Courts have held that an “informal claim” is sufficient to meet the requirements of 26 U.S.C. §§ 6511 and 7422(a) and generally have allowed the taxpayer to file suit for a tax refund if the claim: (1) gives notice to the Commissioner of the IRS that the taxpayer is asserting a right to a credit or refund; (2) states the legal and factual basis for the claim or at least indicate the grounds for the claim; and (3) must be in writing or have a written component. Rhodes v. United States, 552 F. Supp. 489, 492 (D. Or. 1982) (“[T]he focus is on the claim as a whole, not merely the written component . . . the only essential is that there be available sufficient information as to the tax and the year to enable the [IRS] to commence, if it wishes, an examination of the claim.” (citing American Radiator & Std. San. Corp. v. United States, 318 F.2d 915, 920 (Fed. Cl. 1963))); Glodowski v. United States, No. CV-N-89-414-HDM, 1990 WL 54831, at *1-2 (D. Nev. Feb. 23, 1990), aff’d, 928 F.2d 1136 (9th Cir. 1991) (finding Plaintiff’s letter to the IRS requesting the return of his money insufficient for an informal written claim as it “appears to be a general indictment of the tax system” and lacks “specific allegations which alert the IRS to commence an examination into a claim for refund”); Roman v. United States, No. C 94-3269 TEH, 1995 WL 463669, at *3 (N.D. Cal. July 27, 1995) (finding plaintiff’s attempt, without explanation, to offset the alleged 1985 overpayment against her 1986 tax return was insufficient to inform the IRS she sought a refund for the payment made in 1985). “There are no hard and fast rules for determining the sufficiency of an informal claim, and each case must be decided on its own facts with a view towards determining whether under those facts the Commissioner knew, or should have known, that a claim was being made.” Schlachte v. U.S., No. C 07-6446 PJH, 2008 WL 3977901, at *5 (N.D. Cal. Aug. 26, 2008) (internal quotations and citation omitted).
Here, the court finds that the letter the taxpayers sent to the LTA meets the requirements for an informal claim because
The letter also notes Plaintiffs “are plagued by phantom interest and penalty charges for 2009” after they “in good faith, borrowed money and paid off all outstanding balances due” and that “the penalties and interest assessed against Gail Johnson and entered on her 2009 [Individual Master File] have no basis in any late balance due.” (Id. at 2-3.) The Court finds this language is sufficient to put the Government on notice of Plaintiffs’ claim for a refund, sufficiently states the legal and factual basis for the claim, and has a written component.

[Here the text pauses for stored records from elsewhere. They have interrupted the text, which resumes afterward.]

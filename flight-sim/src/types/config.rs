use std::env;
use std::fs::File;
use std::io::{self, BufRead};
use std::path::{Path, PathBuf};

use super::geo::EARTH_RADIUS_KM;
use super::sim_error::SimError;

/// Cruise speed every flight is simulated at.
pub const CRUISE_SPEED_KMH: f64 = 900.0;

/// Bounds of the acceleration control exposed to the user.
pub const MIN_ACCELERATION: f64 = 1.0;
pub const MAX_ACCELERATION: f64 = 10_000.0;

/// Environment variable that overrides `initial_acceleration`.
pub const ACCELERATION_ENV: &str = "SIM_ACCELERATION";

/// Tunables for the engine and the console driver.
#[derive(Debug, Clone, PartialEq)]
pub struct SimConfig {
    /// Number of segments every flight path is split into.
    pub segment_count: usize,
    /// Radius at which paths and flights are drawn (globe radius is 1).
    pub path_altitude: f64,
    /// Radius at which airport markers sit.
    pub airport_altitude: f64,
    /// Radians of arc covered per simulation second.
    pub angular_speed: f64,
    pub departure_epsilon: f64,
    pub lookahead_epsilon: f64,
    pub flight_bounding_radius: f64,
    pub airport_marker_radius: f64,
    pub pick_near: f64,
    pub pick_far: f64,
    pub initial_acceleration: f64,
    pub frame_millis: u64,
    pub log_dir: PathBuf,
}

impl Default for SimConfig {
    fn default() -> Self {
        SimConfig {
            segment_count: 64,
            path_altitude: 1.02,
            airport_altitude: 1.0,
            angular_speed: CRUISE_SPEED_KMH / EARTH_RADIUS_KM / 3600.0,
            departure_epsilon: 1e-3,
            lookahead_epsilon: 0.01,
            flight_bounding_radius: 0.02,
            airport_marker_radius: 0.01,
            pick_near: 0.0,
            pick_far: 100.0,
            initial_acceleration: 60.0,
            frame_millis: 33,
            log_dir: PathBuf::from("logs"),
        }
    }
}

impl SimConfig {
    /// Reads a `key = value` configuration file on top of the defaults.
    ///
    /// Blank lines and lines starting with `#` are ignored. Unknown keys and
    /// unparsable values are rejected.
    pub fn from_file(path: &Path) -> Result<Self, SimError> {
        let file = File::open(path).map_err(|_| {
            SimError::InvalidConfig(format!("failed to open {}", path.display()))
        })?;
        let reader = io::BufReader::new(file);

        let mut config = SimConfig::default();
        for line in reader.lines() {
            let line = line?;
            config.apply_line(&line)?;
        }
        config.validate()?;
        Ok(config)
    }

    /// Same as [`SimConfig::from_file`] but from an in-memory string.
    pub fn parse(contents: &str) -> Result<Self, SimError> {
        let mut config = SimConfig::default();
        for line in contents.lines() {
            config.apply_line(line)?;
        }
        config.validate()?;
        Ok(config)
    }

    /// Applies the `SIM_ACCELERATION` override, if set.
    pub fn with_env_overrides(mut self) -> Result<Self, SimError> {
        if let Ok(value) = env::var(ACCELERATION_ENV) {
            self.initial_acceleration = parse_value(ACCELERATION_ENV, &value)?;
            self.validate()?;
        }
        Ok(self)
    }

    fn apply_line(&mut self, line: &str) -> Result<(), SimError> {
        let line = line.trim();
        if line.is_empty() || line.starts_with('#') {
            return Ok(());
        }

        let (key, value) = line
            .split_once('=')
            .ok_or_else(|| SimError::InvalidConfig(format!("expected key = value: {}", line)))?;
        let (key, value) = (key.trim(), value.trim());

        match key {
            "segment_count" => self.segment_count = parse_value(key, value)?,
            "path_altitude" => self.path_altitude = parse_value(key, value)?,
            "airport_altitude" => self.airport_altitude = parse_value(key, value)?,
            "angular_speed" => self.angular_speed = parse_value(key, value)?,
            "departure_epsilon" => self.departure_epsilon = parse_value(key, value)?,
            "lookahead_epsilon" => self.lookahead_epsilon = parse_value(key, value)?,
            "flight_bounding_radius" => self.flight_bounding_radius = parse_value(key, value)?,
            "airport_marker_radius" => self.airport_marker_radius = parse_value(key, value)?,
            "pick_near" => self.pick_near = parse_value(key, value)?,
            "pick_far" => self.pick_far = parse_value(key, value)?,
            "initial_acceleration" => self.initial_acceleration = parse_value(key, value)?,
            "frame_millis" => self.frame_millis = parse_value(key, value)?,
            "log_dir" => self.log_dir = PathBuf::from(value),
            _ => return Err(SimError::InvalidConfig(format!("unknown key: {}", key))),
        }
        Ok(())
    }

    /// Checks the relations between values that the engine relies on.
    pub fn validate(&self) -> Result<(), SimError> {
        if self.segment_count == 0 {
            return Err(SimError::InvalidConfig(
                "segment_count must be at least 1".to_string(),
            ));
        }
        if !(self.angular_speed > 0.0 && self.angular_speed.is_finite()) {
            return Err(SimError::InvalidConfig(
                "angular_speed must be positive".to_string(),
            ));
        }
        if !(self.departure_epsilon > 0.0 && self.departure_epsilon < 0.5) {
            return Err(SimError::InvalidConfig(
                "departure_epsilon must be in (0, 0.5)".to_string(),
            ));
        }
        if !(self.lookahead_epsilon > 0.0 && self.lookahead_epsilon <= 1.0) {
            return Err(SimError::InvalidConfig(
                "lookahead_epsilon must be in (0, 1]".to_string(),
            ));
        }
        if self.pick_near < 0.0 || self.pick_far <= self.pick_near {
            return Err(SimError::InvalidConfig(
                "pick window must satisfy 0 <= pick_near < pick_far".to_string(),
            ));
        }
        if !(MIN_ACCELERATION..=MAX_ACCELERATION).contains(&self.initial_acceleration) {
            return Err(SimError::InvalidAcceleration(self.initial_acceleration));
        }
        if self.frame_millis == 0 {
            return Err(SimError::InvalidConfig(
                "frame_millis must be at least 1".to_string(),
            ));
        }
        Ok(())
    }
}

fn parse_value<T: std::str::FromStr>(key: &str, value: &str) -> Result<T, SimError> {
    value
        .parse()
        .map_err(|_| SimError::InvalidConfig(format!("invalid value for {}: {}", key, value)))
}

#[cfg(test)]
mod tests {
    use super::*;

    #[test]
    fn test_default_config_is_valid() {
        assert!(SimConfig::default().validate().is_ok());
    }

    #[test]
    fn test_parse_overrides_and_comments() {
        let config = SimConfig::parse(
            "# globe settings\n\
             segment_count = 16\n\
             \n\
             path_altitude=1.05\n\
             log_dir = /tmp/sim-logs\n",
        )
        .unwrap();

        assert_eq!(config.segment_count, 16);
        assert_eq!(config.path_altitude, 1.05);
        assert_eq!(config.log_dir, PathBuf::from("/tmp/sim-logs"));
        assert_eq!(config.frame_millis, SimConfig::default().frame_millis);
    }

    #[test]
    fn test_unknown_key_is_rejected() {
        let result = SimConfig::parse("warp_drive = 9");
        assert!(matches!(result, Err(SimError::InvalidConfig(_))));
    }

    #[test]
    fn test_bad_value_is_rejected() {
        let result = SimConfig::parse("segment_count = many");
        assert!(matches!(result, Err(SimError::InvalidConfig(_))));
    }

    #[test]
    fn test_zero_segments_is_rejected() {
        let result = SimConfig::parse("segment_count = 0");
        assert!(matches!(result, Err(SimError::InvalidConfig(_))));
    }

    #[test]
    fn test_acceleration_outside_range_is_rejected() {
        let result = SimConfig::parse("initial_acceleration = 0");
        assert!(matches!(result, Err(SimError::InvalidAcceleration(_))));
    }

    #[test]
    fn test_from_file() {
        let path = std::env::temp_dir().join("flight_globe_config_test.txt");
        std::fs::write(&path, "frame_millis = 16\n").expect("Failed to write config");

        let config = SimConfig::from_file(&path).unwrap();
        assert_eq!(config.frame_millis, 16);

        std::fs::remove_file(&path).expect("Failed to remove config");
    }
}
use std::fmt;

use logger::LoggerError;

/// Represents errors that can occur in the flight simulator.
#[derive(Debug)]
pub enum SimError {
    InvalidInput,
    InvalidAcceleration(f64), // Non-positive or non-finite acceleration factor
    InvalidConfig(String),    // Bad key or value in the configuration file
    Dataset(String),          // Dataset could not be loaded
    EmptyDataset,             // The dataset has no flights
    Csv(csv::Error),
    Io(std::io::Error),
    Logger(LoggerError),
    FlightNotFound(usize),
    AirportNotFound(usize),
    EngineLockError(String),      // The shared engine mutex was poisoned
    FrameTimerStartError(String), // The frame thread could not be spawned
    Other(String),
}

impl fmt::Display for SimError {
    fn fmt(&self, f: &mut fmt::Formatter<'_>) -> fmt::Result {
        match self {
            SimError::InvalidInput => {
                write!(f, "Invalid input. Please check your input and try again.")
            }
            SimError::InvalidAcceleration(factor) => write!(
                f,
                "Invalid acceleration: {} (must be a finite value greater than zero)",
                factor
            ),
            SimError::InvalidConfig(msg) => write!(f, "Invalid configuration: {}", msg),
            SimError::Dataset(msg) => write!(f, "Dataset error: {}", msg),
            SimError::EmptyDataset => write!(f, "The dataset contains no flights"),
            SimError::Csv(e) => write!(f, "CSV error: {}", e),
            SimError::Io(e) => write!(f, "I/O error: {}", e),
            SimError::Logger(e) => write!(f, "Logger error: {}", e),
            SimError::FlightNotFound(id) => write!(f, "Flight not found: #{}", id),
            SimError::AirportNotFound(id) => write!(f, "Airport not found: #{}", id),
            SimError::EngineLockError(msg) => write!(f, "Engine lock error: {}", msg),
            SimError::FrameTimerStartError(msg) => write!(f, "Frame timer start error: {}", msg),
            SimError::Other(message) => write!(f, "Error: {}", message),
        }
    }
}

impl std::error::Error for SimError {
    fn source(&self) -> Option<&(dyn std::error::Error + 'static)> {
        match self {
            SimError::Csv(e) => Some(e),
            SimError::Io(e) => Some(e),
            SimError::Logger(e) => Some(e),
            _ => None,
        }
    }
}

impl From<csv::Error> for SimError {
    fn from(err: csv::Error) -> Self {
        SimError::Csv(err)
    }
}

impl From<std::io::Error> for SimError {
    fn from(err: std::io::Error) -> Self {
        SimError::Io(err)
    }
}

impl From<LoggerError> for SimError {
    fn from(err: LoggerError) -> Self {
        SimError::Logger(err)
    }
}
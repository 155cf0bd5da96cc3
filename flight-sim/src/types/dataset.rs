use std::fs::File;
use std::io::Read;
use std::path::Path;

use chrono::{NaiveTime, Timelike};
use serde::Deserialize;

use super::flight::FlightMetadata;
use super::geo::GeoPoint;
use super::sim_error::SimError;

/// One row of the flights file.
#[derive(Debug, Deserialize)]
struct FlightRow {
    #[serde(default)]
    flight_number: String,
    #[serde(default)]
    origin: String,
    #[serde(default)]
    destination: String,
    origin_lat: f64,
    origin_lon: f64,
    dest_lat: f64,
    dest_lon: f64,
    #[serde(default)]
    departure_time: Option<String>,
}

/// One row of the optional airports file.
#[derive(Debug, Deserialize)]
struct AirportRow {
    iata: String,
    #[serde(default)]
    name: String,
    #[serde(default)]
    country: String,
    lat: f64,
    lon: f64,
}

/// A flight as read from the dataset, before the engine derives its path.
#[derive(Debug, Clone, PartialEq)]
pub struct FlightPlan {
    pub origin: GeoPoint,
    pub destination: GeoPoint,
    pub start_offset: f64,
    pub metadata: FlightMetadata,
}

#[derive(Debug, Clone, PartialEq)]
pub struct AirportRecord {
    pub iata_code: String,
    pub name: String,
    pub country: String,
    pub location: GeoPoint,
}

/// Everything the engine is built from.
#[derive(Debug, Clone, Default, PartialEq)]
pub struct Dataset {
    pub flights: Vec<FlightPlan>,
    pub airports: Vec<AirportRecord>,
}

impl Dataset {
    /// Builds a dataset with flights ordered by departure. Flights departing
    /// at the same time keep their input order.
    pub fn new(mut flights: Vec<FlightPlan>, airports: Vec<AirportRecord>) -> Self {
        flights.sort_by(|a, b| a.start_offset.total_cmp(&b.start_offset));
        Dataset { flights, airports }
    }

    /// Reads the flights file and, if given, the airports file.
    pub fn load(flights_path: &Path, airports_path: Option<&Path>) -> Result<Self, SimError> {
        let flights_file = File::open(flights_path).map_err(|e| {
            SimError::Dataset(format!("failed to open {}: {}", flights_path.display(), e))
        })?;

        let airports_file = match airports_path {
            Some(path) => Some(File::open(path).map_err(|e| {
                SimError::Dataset(format!("failed to open {}: {}", path.display(), e))
            })?),
            None => None,
        };

        Self::from_readers(flights_file, airports_file)
    }

    /// Parses CSV data with a header row. Any malformed row fails the whole
    /// load; an empty flight list is an error too.
    pub fn from_readers<F: Read, A: Read>(
        flights: F,
        airports: Option<A>,
    ) -> Result<Self, SimError> {
        let mut reader = csv::ReaderBuilder::new().trim(csv::Trim::All).from_reader(flights);
        let mut plans = Vec::new();
        for row in reader.deserialize() {
            let row: FlightRow = row?;
            plans.push(FlightPlan::from(row));
        }
        if plans.is_empty() {
            return Err(SimError::EmptyDataset);
        }

        let mut records = Vec::new();
        if let Some(airports) = airports {
            let mut reader = csv::ReaderBuilder::new()
                .trim(csv::Trim::All)
                .from_reader(airports);
            for row in reader.deserialize() {
                let row: AirportRow = row?;
                records.push(AirportRecord {
                    iata_code: row.iata,
                    name: row.name,
                    country: row.country,
                    location: GeoPoint::new(row.lat, row.lon),
                });
            }
        }

        Ok(Dataset::new(plans, records))
    }
}

impl From<FlightRow> for FlightPlan {
    fn from(row: FlightRow) -> Self {
        let departure_label = row.departure_time.unwrap_or_default();
        FlightPlan {
            origin: GeoPoint::new(row.origin_lat, row.origin_lon),
            destination: GeoPoint::new(row.dest_lat, row.dest_lon),
            start_offset: parse_schedule(&departure_label),
            metadata: FlightMetadata {
                flight_number: row.flight_number,
                origin_label: row.origin,
                destination_label: row.destination,
                departure_label,
            },
        }
    }
}

/// Parses an `HH:MM` departure time into seconds from midnight. Anything that
/// does not parse counts as midnight.
pub fn parse_schedule(time: &str) -> f64 {
    NaiveTime::parse_from_str(time.trim(), "%H:%M")
        .map(|time| time.num_seconds_from_midnight() as f64)
        .unwrap_or(0.0)
}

Because the taxpayers only mentioned 2009 in the critical letter and not 2010, the court only finds they made an informal claim for 2009 and not for 2010.
These cases are difficult for taxpayers to win but the win here and in cases such as Palomares point to the possibility. Persons seeking to make an informal claim argument must examine their contacts with the IRS looking for contacts which can support an argument that they have adequately apprised the IRS of the period and the problem. No one wants to rely on the informal claim doctrine to win their case. Always pay attention to the rules governing the timing of claims but if a failure has occurred don’t overlook the possibility of making this argument.